# bacterial infection, swallowed gravel, or what?? (pictures)



## Guest (Jul 3, 2005)

This is my sister's betta and his "chest" has been swollen like this for about 3 weeks now. So here's what's going on:

-He lives in a 2.5 gallon tank with normal rocks on the bottom

-the tank has a small filter and she usually lets the water level get pretty low which causes alot of air bubbles in the water as it flows out of the filter

-I felt him today and the "sack/bubble" is soft and full of fluid, but as i felt it i could see that there is an air bubble inside him that takes up about 1/4 of the space in this abnormality

-The air bubble makes him float at the top all the time, he'll try to swim down, but his tail end goes up in the air when he does and as soon as he stops swimming, the air bubble causes him to float back up to the top

-The water has'nt been changed in probablly 6 months, just water added with water treatment stuff

-The filter has never been changed, she's had it since October of last year

-The abnormality appeared a few days after my sister had gone away for a weekend to a friends house and forgot to tell me to feed him, so she thinks he might have eaten some gravel and it's causing intesinal blockage

-I viewed a few websites and this looks like the signs of dropsy, but nothing about an air bubble being inside


I realize this may sound really stupid, but would it be possible to take a syringe and basically "pop" the cavity and let the fluid drain out, or maybe use the syringe to draw out the fluid and air?

Any help or comments would be rad and appreciated
Peace


----------



## maxpayne_lhp (Jan 19, 2005)

*Re*

How about diet habbit? I don;t know much much about bettas. Butsome warned me thatfeeding them too much can cause such things. I dun think ge can swallow gravel... bettas are picky on food so he won't be all over the place finding food and accidentally swallow a gravel.
Others may fix me if I am wrong.


----------



## Guest (Jul 3, 2005)

She feeds him twice a day and only a few pellets each time, he usually eats most of his food, just like he did before the abnormality formed.


----------



## (RC) (Jan 18, 2005)

It's might be anything from the poor water quality he is kept in. You can try to drain the fluid, but the odds are against the fish recovering once he gets to the point he is.


RC


----------



## Guest (Jul 4, 2005)

Baby_Baby said:


> awww. so sorry about the little betta.


Thanks, he is a cute little guy. He's a real trooper too, I want to help him so much, but I honestly have no idea what I can and should do that is safe


----------



## mlefev (Apr 19, 2005)

You can try switching out the water with some good clean fresh water...and adding an antibiotic, but the little guy doesn't look like much will help him. Sorry I can't help more.


----------



## maxpayne_lhp (Jan 19, 2005)

Sorry.. now I know the condition.
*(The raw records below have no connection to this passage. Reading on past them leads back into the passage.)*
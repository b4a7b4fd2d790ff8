/*
    AaruFormat
    https://github.com/dbalsom/fluxfox

    Copyright 2024 Daniel Balsom

    Permission is hereby granted, free of charge, to any person obtaining a
    copy of this software and associated documentation files (the “Software”),
    to deal in the Software without restriction, including without limitation
    the rights to use, copy, modify, merge, publish, distribute, sublicense,
    and/or sell copies of the Software, and to permit persons to whom the
    Software is furnished to do so, subject to the following conditions:

    The above copyright notice and this permission notice shall be included in
    all copies or substantial portions of the Software.

    THE SOFTWARE IS PROVIDED “AS IS”, WITHOUT WARRANTY OF ANY KIND, EXPRESS OR
    IMPLIED, INCLUDING BUT NOT LIMITED TO THE WARRANTIES OF MERCHANTABILITY,
    FITNESS FOR A PARTICULAR PURPOSE AND NONINFRINGEMENT. IN NO EVENT SHALL THE
    AUTHORS OR COPYRIGHT HOLDERS BE LIABLE FOR ANY CLAIM, DAMAGES OR OTHER
    LIABILITY, WHETHER IN AN ACTION OF CONTRACT, TORT OR OTHERWISE, ARISING
    FROM, OUT OF OR IN CONNECTION WITH THE SOFTWARE OR THE USE OR OTHER
    DEALINGS IN THE SOFTWARE.

    --------------------------------------------------------------------------
*/

//! The media type enumerant stored in a container's [`Header`](crate::format::Header) and
//! consulted by the block packer's codec-selection rule and the CD-ROM long-sector splitter.

use strum::{Display, EnumIter};

#[cfg(feature = "serde")]
use serde::{Deserialize, Serialize};

/// The physical medium a container holds an image of.
#[repr(u32)]
#[derive(Copy, Clone, Debug, Default, PartialEq, Eq, Hash, Display, EnumIter)]
#[cfg_attr(feature = "serde", derive(Serialize, Deserialize))]
pub enum MediaType {
    #[default]
    GenericHdd = 0,
    Floppy160 = 10,
    Floppy180 = 11,
    Floppy320 = 12,
    Floppy360 = 13,
    Floppy720 = 14,
    Floppy1200 = 15,
    Floppy1440 = 16,
    Floppy2880 = 17,
    Cdrom = 30,
    CdromXa = 31,
    JaguarCd = 32,
    VideoNow = 33,
    VideoNowColor = 34,
    VideoNowXp = 35,
    Dvd = 40,
    DvdRam = 41,
    BluRay = 50,
    Lto = 60,
    Dat = 61,
    Qic = 62,
    Exabyte = 63,
    Ait = 64,
}

impl MediaType {
    /// True for any medium read with Red Book / Yellow Book long-sector semantics — the media
    /// types the CD-ROM long-sector splitter is invoked for.
    pub fn is_optical(&self) -> bool {
        matches!(
            self,
            MediaType::Cdrom
                | MediaType::CdromXa
                | MediaType::JaguarCd
                | MediaType::VideoNow
                | MediaType::VideoNowColor
                | MediaType::VideoNowXp
                | MediaType::Dvd
                | MediaType::DvdRam
                | MediaType::BluRay
        )
    }

    /// True for a CD-family medium specifically (as opposed to DVD/BD), the distinction the
    /// packer's audio/FLAC codec-selection rule and the long-sector splitter both key on.
    pub fn is_cd_family(&self) -> bool {
        matches!(
            self,
            MediaType::Cdrom
                | MediaType::CdromXa
                | MediaType::JaguarCd
                | MediaType::VideoNow
                | MediaType::VideoNowColor
                | MediaType::VideoNowXp
        )
    }

    /// True for the "special" CD-family members (game/video formats layered on the Red Book)
    /// that the packer's codec rule excludes from FLAC even for audio-flagged blocks, since
    /// their audio framing does not follow the Red Book layout FLAC assumes.
    pub fn is_special_cd_family(&self) -> bool {
        matches!(
            self,
            MediaType::JaguarCd | MediaType::VideoNow | MediaType::VideoNowColor | MediaType::VideoNowXp
        )
    }

    /// True for a sequential tape medium, routed to the sparse `BTreeMap`-backed [`Ddt`](crate::ddt::Ddt)
    /// variant and the [`tape`](crate::tape) partition/file side streams rather than the dense
    /// fixed-size DDT used for random-access media.
    pub fn is_tape(&self) -> bool {
        matches!(
            self,
            MediaType::Lto | MediaType::Dat | MediaType::Qic | MediaType::Exabyte | MediaType::Ait
        )
    }

    /// The sector size a container for this media type defaults to when not otherwise specified.
    pub fn default_sector_size(&self) -> u32 {
        match self {
            MediaType::GenericHdd => 512,
            MediaType::Floppy160
            | MediaType::Floppy180
            | MediaType::Floppy320
            | MediaType::Floppy360
            | MediaType::Floppy720
            | MediaType::Floppy1200
            | MediaType::Floppy1440
            | MediaType::Floppy2880 => 512,
            MediaType::Cdrom | MediaType::CdromXa | MediaType::JaguarCd => 2048,
            MediaType::VideoNow | MediaType::VideoNowColor | MediaType::VideoNowXp => 2048,
            MediaType::Dvd | MediaType::DvdRam => 2048,
            MediaType::BluRay => 2048,
            MediaType::Lto | MediaType::Dat | MediaType::Qic | MediaType::Exabyte | MediaType::Ait => 512,
        }
    }
}

impl TryFrom<u32> for MediaType {
    type Error = crate::AaruError;

    fn try_from(value: u32) -> Result<Self, Self::Error> {
        use strum::IntoEnumIterator;
        MediaType::iter()
            .find(|m| *m as u32 == value)
            .ok_or(crate::AaruError::UnsupportedMedia)
    }
}

#[cfg(test)]
mod tests {
    use super::*;

    #[test]
    fn test_round_trip_discriminants() {
        use strum::IntoEnumIterator;
        for media in MediaType::iter() {
            let value = media as u32;
            assert_eq!(MediaType::try_from(value).unwrap(), media);
        }
    }

    #[test]
    fn test_optical_tape_disjoint() {
        use strum::IntoEnumIterator;
        for media in MediaType::iter() {
            assert!(!(media.is_optical() && media.is_tape()));
        }
    }

    #[test]
    fn test_special_cd_family_subset_of_cd_family() {
        use strum::IntoEnumIterator;
        for media in MediaType::iter() {
            if media.is_special_cd_family() {
                assert!(media.is_cd_family());
            }
        }
    }
}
However, just try... it's worth it.


----------



## mlefev (Apr 19, 2005)

You know...I just had a thought (scary) I've heard that feeding the fish veggie flakes can aid with constipation if he's actually backed up from the food. There's also something you can soak the pellets in (maybe someone on here knows what, since I can't find it right now) that is supposed to aid with intestinal blockages. I would go ahead and change the water, add the antibiotic, and try a different food every other day or so to see if he gets better. Maxpayne is right...it's worth a try.

Edit...just plain soaking the pellets in water before you feed the betta might make it easier on him to eat. You'll probably just have to break them up a little because they can swell when they're wet.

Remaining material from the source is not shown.